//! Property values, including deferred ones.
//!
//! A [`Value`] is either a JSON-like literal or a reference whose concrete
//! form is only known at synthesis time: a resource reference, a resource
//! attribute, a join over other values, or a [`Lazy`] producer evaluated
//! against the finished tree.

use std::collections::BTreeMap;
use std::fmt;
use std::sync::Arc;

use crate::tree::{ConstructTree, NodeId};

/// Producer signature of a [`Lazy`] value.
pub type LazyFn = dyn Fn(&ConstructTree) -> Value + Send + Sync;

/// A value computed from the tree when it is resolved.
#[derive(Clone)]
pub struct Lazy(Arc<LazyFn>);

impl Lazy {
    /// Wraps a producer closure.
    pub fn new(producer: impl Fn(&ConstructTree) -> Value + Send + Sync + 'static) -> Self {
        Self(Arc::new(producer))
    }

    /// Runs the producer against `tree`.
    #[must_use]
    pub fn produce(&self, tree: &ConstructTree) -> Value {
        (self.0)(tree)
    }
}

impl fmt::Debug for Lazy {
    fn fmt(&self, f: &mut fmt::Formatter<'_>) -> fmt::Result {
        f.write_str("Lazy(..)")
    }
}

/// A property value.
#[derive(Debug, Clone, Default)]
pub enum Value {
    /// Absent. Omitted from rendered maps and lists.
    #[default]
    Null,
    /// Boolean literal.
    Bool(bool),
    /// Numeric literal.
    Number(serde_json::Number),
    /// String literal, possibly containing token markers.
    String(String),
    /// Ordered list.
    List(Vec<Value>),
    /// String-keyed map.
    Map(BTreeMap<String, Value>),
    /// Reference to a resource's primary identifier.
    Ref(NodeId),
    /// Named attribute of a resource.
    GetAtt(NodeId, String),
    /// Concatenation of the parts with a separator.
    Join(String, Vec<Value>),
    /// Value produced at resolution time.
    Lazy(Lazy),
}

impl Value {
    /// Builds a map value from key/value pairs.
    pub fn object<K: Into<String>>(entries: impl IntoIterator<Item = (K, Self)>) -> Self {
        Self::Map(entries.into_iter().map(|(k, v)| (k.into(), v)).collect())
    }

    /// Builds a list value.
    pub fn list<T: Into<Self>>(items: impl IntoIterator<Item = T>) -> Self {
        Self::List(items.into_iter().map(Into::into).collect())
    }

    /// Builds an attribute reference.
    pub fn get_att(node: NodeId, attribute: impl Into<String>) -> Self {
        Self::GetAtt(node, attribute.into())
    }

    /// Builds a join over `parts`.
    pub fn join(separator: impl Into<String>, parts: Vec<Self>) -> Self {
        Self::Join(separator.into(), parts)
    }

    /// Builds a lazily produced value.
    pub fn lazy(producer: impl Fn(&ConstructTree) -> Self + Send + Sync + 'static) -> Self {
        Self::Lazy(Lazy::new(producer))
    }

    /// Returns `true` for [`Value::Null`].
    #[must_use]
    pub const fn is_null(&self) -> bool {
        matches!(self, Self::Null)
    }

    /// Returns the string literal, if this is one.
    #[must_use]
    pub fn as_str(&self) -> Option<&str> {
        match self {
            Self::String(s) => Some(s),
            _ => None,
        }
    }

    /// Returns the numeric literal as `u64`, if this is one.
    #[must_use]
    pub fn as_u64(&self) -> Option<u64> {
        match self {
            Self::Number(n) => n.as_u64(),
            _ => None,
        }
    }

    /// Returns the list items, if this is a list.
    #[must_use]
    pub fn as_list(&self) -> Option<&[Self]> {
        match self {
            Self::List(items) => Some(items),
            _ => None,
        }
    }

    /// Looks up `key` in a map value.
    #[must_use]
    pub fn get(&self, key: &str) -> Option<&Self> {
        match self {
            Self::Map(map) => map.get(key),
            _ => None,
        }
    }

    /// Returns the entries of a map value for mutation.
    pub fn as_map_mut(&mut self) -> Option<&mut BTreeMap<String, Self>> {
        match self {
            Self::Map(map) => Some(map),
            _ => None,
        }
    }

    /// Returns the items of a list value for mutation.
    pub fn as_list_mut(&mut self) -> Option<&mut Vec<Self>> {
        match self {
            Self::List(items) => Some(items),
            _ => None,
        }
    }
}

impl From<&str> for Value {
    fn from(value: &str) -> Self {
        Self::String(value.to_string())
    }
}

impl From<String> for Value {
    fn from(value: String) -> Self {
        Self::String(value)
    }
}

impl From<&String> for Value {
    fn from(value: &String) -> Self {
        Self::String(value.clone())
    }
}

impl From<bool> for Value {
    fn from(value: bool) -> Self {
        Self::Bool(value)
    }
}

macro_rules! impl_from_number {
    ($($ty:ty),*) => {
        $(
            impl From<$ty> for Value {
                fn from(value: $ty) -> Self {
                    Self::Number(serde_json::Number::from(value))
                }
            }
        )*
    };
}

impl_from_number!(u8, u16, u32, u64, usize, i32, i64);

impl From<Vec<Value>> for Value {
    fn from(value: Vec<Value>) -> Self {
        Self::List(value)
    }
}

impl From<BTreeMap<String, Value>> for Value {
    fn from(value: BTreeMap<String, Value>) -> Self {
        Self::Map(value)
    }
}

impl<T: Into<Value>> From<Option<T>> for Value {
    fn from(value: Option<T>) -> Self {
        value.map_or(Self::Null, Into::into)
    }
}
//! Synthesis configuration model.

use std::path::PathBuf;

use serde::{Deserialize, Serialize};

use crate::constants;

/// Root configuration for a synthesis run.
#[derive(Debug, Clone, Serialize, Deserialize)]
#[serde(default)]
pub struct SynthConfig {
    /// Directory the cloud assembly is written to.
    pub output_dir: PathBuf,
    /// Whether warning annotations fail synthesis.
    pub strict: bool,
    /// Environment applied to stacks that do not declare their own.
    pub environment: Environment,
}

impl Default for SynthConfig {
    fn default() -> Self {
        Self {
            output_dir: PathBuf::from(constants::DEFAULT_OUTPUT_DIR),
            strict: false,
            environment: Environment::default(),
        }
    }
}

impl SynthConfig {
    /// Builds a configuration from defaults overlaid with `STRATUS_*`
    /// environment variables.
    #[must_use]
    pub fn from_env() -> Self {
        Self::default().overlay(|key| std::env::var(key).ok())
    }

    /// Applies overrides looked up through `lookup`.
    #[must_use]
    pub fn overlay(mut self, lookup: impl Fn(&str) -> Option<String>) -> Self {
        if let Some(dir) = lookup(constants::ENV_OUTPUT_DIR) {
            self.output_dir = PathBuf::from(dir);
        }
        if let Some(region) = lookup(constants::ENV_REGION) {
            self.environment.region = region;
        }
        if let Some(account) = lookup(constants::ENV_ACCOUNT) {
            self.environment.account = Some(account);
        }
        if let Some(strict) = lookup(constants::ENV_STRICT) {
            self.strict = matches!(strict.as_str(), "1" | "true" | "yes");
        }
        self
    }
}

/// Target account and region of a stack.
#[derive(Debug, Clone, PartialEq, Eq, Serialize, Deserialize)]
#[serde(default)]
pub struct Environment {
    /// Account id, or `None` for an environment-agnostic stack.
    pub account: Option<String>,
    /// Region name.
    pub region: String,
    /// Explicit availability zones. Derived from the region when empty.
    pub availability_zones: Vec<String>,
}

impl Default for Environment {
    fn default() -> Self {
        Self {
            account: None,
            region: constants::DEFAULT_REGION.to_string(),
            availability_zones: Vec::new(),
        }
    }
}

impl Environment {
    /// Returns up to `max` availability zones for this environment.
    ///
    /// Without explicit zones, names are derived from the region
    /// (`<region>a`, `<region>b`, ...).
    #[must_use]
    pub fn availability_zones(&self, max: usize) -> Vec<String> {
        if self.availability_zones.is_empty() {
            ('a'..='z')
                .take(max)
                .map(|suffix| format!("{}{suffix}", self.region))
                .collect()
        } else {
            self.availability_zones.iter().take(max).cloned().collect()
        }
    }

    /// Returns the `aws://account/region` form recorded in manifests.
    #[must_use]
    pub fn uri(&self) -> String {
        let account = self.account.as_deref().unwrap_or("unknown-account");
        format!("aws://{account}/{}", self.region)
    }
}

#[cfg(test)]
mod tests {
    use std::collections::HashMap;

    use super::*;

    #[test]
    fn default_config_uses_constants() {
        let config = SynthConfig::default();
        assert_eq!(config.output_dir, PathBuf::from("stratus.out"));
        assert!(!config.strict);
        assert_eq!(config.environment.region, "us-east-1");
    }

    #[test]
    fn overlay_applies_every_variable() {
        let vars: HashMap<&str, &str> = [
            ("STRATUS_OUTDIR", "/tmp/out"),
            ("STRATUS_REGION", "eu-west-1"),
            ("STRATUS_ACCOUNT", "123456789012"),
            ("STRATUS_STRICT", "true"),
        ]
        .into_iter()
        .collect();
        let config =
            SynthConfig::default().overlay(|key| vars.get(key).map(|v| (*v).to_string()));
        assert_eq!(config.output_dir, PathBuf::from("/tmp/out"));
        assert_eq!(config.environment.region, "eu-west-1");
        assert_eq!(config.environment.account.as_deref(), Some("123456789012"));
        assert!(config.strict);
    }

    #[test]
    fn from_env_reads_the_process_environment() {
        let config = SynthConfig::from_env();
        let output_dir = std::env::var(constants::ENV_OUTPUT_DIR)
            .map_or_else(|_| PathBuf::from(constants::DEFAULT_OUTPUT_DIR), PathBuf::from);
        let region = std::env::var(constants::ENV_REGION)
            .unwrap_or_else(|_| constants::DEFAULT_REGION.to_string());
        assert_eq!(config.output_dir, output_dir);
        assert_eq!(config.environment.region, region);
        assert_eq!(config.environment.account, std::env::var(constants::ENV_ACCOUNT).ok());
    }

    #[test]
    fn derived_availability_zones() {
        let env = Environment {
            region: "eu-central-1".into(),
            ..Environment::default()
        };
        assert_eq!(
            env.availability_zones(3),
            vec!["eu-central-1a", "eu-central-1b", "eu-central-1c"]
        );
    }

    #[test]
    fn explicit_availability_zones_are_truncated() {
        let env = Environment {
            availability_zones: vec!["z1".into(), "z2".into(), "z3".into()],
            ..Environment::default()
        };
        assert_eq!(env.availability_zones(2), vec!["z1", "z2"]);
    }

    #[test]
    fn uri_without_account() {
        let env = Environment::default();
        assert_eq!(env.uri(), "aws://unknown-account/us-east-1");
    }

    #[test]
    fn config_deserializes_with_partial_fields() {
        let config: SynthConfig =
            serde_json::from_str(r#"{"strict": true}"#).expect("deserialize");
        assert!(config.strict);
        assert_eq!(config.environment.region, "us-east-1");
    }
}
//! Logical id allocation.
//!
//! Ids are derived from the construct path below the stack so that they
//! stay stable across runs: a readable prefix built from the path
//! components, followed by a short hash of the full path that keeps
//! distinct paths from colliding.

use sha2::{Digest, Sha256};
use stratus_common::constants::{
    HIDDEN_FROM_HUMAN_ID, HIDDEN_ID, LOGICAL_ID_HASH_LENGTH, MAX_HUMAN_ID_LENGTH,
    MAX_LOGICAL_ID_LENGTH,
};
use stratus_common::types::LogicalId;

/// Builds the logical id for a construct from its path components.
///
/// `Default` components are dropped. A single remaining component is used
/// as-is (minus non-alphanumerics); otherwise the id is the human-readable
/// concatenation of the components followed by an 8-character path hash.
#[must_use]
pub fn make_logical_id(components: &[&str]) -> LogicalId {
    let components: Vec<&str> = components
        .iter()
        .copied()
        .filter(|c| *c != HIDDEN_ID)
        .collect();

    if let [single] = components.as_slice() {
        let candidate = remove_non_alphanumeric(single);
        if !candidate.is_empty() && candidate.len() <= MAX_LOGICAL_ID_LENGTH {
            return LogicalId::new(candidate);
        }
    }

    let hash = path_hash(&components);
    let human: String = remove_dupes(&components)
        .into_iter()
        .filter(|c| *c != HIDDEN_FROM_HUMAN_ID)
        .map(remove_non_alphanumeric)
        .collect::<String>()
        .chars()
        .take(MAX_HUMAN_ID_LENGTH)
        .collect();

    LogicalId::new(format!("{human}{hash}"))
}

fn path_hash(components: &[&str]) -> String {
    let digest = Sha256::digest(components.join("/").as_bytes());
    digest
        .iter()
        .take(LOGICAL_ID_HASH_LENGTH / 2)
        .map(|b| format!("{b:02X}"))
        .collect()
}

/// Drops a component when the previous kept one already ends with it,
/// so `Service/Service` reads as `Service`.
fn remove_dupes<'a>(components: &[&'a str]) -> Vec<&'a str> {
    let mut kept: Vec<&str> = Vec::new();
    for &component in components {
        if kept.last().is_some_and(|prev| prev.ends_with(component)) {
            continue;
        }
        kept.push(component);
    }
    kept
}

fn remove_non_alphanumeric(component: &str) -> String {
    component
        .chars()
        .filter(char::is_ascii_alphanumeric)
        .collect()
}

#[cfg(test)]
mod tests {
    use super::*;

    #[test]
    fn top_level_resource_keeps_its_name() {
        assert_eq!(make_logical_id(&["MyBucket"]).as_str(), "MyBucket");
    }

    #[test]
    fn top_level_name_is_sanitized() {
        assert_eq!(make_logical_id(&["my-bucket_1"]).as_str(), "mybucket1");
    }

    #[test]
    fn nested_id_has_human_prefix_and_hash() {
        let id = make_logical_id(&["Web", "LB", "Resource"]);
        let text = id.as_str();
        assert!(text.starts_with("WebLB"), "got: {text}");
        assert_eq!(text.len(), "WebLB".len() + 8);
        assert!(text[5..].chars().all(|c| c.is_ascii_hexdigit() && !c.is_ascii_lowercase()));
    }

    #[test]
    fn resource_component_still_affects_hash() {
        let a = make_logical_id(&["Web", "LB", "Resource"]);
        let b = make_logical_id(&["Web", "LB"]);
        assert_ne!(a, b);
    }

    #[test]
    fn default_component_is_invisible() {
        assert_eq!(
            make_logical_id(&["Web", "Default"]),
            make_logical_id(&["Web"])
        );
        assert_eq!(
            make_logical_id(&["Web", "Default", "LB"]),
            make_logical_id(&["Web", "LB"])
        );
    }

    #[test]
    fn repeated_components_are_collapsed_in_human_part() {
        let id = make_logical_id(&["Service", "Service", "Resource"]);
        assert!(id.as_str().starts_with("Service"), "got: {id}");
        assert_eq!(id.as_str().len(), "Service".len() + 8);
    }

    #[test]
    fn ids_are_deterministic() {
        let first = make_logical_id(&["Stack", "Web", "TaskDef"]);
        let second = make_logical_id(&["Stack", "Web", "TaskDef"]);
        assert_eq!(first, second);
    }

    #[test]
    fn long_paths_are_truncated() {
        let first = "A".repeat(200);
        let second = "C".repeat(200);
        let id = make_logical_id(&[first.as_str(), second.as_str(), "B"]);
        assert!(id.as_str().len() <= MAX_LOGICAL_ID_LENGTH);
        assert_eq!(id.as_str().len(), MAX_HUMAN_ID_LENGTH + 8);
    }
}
--
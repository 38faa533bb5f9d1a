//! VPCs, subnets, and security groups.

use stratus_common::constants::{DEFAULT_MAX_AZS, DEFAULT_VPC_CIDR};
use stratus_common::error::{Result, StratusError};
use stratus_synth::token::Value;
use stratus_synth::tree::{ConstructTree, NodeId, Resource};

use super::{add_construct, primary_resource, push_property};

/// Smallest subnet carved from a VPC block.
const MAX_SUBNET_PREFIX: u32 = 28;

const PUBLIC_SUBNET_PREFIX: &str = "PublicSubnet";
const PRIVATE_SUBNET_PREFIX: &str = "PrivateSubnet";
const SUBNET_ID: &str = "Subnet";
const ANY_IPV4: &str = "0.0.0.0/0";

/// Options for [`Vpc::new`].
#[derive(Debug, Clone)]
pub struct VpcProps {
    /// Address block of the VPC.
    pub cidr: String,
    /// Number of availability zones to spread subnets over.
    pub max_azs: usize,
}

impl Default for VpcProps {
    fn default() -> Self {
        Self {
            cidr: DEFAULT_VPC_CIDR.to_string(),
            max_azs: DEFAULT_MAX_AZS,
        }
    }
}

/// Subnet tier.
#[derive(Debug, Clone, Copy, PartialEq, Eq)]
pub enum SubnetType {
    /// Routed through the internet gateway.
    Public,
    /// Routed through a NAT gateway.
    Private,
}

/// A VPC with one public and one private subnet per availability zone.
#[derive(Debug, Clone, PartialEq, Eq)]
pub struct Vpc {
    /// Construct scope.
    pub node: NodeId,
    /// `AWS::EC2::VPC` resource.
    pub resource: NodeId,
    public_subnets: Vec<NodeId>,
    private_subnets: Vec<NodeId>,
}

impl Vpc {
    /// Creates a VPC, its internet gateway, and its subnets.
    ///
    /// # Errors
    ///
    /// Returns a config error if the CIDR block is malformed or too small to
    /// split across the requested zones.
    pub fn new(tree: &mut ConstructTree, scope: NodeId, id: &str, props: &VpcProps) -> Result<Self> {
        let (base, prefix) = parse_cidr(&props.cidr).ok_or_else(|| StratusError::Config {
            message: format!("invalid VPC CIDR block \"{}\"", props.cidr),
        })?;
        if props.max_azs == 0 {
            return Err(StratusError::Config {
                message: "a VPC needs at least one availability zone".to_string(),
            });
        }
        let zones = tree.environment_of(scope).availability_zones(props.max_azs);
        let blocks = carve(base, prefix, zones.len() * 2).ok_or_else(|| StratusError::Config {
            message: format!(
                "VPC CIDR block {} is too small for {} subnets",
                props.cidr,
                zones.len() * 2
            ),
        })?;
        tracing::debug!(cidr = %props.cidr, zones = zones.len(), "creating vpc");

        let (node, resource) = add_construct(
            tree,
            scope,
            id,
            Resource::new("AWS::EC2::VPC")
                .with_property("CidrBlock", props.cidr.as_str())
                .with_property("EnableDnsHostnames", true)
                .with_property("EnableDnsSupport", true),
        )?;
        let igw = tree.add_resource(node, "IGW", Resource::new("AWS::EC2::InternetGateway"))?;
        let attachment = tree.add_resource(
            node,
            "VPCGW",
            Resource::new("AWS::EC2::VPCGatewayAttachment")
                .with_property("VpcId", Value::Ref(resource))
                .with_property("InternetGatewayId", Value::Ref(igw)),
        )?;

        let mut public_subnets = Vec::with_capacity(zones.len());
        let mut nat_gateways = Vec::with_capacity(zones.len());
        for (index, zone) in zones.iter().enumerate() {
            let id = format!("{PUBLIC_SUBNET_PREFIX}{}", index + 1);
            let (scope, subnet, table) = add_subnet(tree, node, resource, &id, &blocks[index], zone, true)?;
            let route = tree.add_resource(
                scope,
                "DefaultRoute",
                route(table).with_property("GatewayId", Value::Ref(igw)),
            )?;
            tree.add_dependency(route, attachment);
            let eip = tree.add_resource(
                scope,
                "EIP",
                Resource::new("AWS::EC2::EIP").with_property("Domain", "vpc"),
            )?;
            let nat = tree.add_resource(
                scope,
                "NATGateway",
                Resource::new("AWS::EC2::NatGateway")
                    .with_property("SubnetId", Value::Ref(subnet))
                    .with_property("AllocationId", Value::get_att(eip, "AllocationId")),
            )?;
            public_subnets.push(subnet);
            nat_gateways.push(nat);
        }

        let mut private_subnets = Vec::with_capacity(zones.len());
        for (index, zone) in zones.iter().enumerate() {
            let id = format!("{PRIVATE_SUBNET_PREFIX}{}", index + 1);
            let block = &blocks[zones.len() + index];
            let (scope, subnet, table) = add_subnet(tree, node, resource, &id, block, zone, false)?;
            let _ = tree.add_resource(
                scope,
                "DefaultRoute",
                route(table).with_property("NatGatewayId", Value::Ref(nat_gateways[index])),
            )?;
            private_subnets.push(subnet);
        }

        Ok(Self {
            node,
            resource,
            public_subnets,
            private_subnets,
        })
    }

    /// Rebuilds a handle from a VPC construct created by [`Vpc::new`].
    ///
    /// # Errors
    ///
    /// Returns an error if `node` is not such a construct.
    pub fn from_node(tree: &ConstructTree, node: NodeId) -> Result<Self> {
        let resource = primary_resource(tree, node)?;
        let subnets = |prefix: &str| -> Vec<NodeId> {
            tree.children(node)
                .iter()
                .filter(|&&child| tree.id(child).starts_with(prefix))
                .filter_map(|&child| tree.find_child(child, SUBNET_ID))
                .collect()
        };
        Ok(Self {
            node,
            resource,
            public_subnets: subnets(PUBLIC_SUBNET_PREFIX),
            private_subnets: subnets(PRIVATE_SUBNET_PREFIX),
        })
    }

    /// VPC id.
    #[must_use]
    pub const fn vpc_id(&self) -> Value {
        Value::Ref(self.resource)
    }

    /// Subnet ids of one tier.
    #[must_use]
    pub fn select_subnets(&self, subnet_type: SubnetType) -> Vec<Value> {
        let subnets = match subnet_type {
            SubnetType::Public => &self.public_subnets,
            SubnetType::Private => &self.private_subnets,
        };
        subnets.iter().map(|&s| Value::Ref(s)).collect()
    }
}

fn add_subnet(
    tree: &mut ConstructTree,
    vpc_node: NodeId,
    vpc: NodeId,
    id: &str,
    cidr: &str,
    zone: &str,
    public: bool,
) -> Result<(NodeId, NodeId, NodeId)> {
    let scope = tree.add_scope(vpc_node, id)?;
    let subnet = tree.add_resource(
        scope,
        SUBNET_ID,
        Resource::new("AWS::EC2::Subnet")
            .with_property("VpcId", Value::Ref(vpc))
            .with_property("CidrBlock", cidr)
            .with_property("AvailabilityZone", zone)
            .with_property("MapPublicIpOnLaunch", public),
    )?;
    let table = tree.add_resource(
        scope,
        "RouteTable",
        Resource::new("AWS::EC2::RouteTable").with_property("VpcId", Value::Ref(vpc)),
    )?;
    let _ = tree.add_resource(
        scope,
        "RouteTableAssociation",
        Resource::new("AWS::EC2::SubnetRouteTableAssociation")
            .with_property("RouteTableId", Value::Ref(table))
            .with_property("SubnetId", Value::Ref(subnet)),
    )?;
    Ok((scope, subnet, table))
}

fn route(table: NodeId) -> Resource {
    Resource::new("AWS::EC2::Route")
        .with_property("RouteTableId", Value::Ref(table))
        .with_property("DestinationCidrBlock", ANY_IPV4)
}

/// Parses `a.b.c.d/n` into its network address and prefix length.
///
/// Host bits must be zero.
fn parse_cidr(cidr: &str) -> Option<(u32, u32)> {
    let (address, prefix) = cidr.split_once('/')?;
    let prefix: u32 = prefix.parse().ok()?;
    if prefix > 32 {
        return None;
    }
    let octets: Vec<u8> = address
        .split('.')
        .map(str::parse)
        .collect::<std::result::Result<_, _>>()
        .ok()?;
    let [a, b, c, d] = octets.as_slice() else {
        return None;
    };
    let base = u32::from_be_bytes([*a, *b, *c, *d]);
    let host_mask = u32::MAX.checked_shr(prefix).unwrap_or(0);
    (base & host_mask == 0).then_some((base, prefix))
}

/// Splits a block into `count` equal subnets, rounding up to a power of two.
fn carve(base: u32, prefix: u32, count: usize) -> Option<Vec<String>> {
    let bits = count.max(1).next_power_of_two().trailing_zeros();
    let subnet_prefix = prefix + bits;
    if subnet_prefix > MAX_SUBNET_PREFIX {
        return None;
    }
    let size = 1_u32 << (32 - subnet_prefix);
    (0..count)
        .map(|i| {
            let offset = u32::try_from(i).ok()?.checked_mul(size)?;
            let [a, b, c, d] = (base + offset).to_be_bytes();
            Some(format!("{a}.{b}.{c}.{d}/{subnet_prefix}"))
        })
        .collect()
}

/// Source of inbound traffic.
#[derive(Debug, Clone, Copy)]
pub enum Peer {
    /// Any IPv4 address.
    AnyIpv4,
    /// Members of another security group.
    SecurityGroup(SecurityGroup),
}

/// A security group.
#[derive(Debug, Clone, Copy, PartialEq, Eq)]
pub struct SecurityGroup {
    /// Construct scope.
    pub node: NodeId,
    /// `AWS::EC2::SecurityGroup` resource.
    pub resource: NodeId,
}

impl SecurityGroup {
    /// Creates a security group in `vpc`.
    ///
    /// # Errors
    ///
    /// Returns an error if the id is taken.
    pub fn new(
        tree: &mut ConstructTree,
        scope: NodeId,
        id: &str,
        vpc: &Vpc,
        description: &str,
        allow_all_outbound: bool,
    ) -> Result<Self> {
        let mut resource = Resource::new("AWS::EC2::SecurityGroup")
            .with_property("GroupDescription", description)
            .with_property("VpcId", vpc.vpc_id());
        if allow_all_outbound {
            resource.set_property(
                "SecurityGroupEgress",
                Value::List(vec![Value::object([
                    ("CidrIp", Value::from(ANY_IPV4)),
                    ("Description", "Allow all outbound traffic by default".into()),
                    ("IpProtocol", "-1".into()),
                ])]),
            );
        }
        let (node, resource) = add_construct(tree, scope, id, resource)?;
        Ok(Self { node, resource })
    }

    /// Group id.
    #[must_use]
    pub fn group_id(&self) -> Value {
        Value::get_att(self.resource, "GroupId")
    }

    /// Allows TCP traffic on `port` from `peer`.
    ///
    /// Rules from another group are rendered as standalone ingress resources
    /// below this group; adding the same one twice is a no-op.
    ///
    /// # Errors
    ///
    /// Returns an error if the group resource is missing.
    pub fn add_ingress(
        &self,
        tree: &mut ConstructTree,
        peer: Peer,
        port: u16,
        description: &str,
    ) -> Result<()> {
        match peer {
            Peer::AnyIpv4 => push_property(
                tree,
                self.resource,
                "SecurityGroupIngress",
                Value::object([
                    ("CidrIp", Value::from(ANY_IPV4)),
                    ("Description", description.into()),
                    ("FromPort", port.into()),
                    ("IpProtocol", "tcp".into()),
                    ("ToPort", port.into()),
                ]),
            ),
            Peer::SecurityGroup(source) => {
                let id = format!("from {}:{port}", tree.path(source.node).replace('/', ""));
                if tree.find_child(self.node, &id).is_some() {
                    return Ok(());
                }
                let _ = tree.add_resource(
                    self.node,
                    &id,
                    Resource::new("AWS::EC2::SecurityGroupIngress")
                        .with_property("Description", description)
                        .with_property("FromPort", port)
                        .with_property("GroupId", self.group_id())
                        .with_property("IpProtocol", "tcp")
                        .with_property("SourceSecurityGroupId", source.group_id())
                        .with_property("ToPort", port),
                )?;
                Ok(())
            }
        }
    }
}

(The problem):
Looking through the data above, copy out each line in which the string "static" occurs.

(Answer space):
    pub fn new(producer: impl Fn(&ConstructTree) -> Value + Send + Sync + 'static) -> Self {
    pub fn lazy(producer: impl Fn(&ConstructTree) -> Self + Send + Sync + 'static) -> Self {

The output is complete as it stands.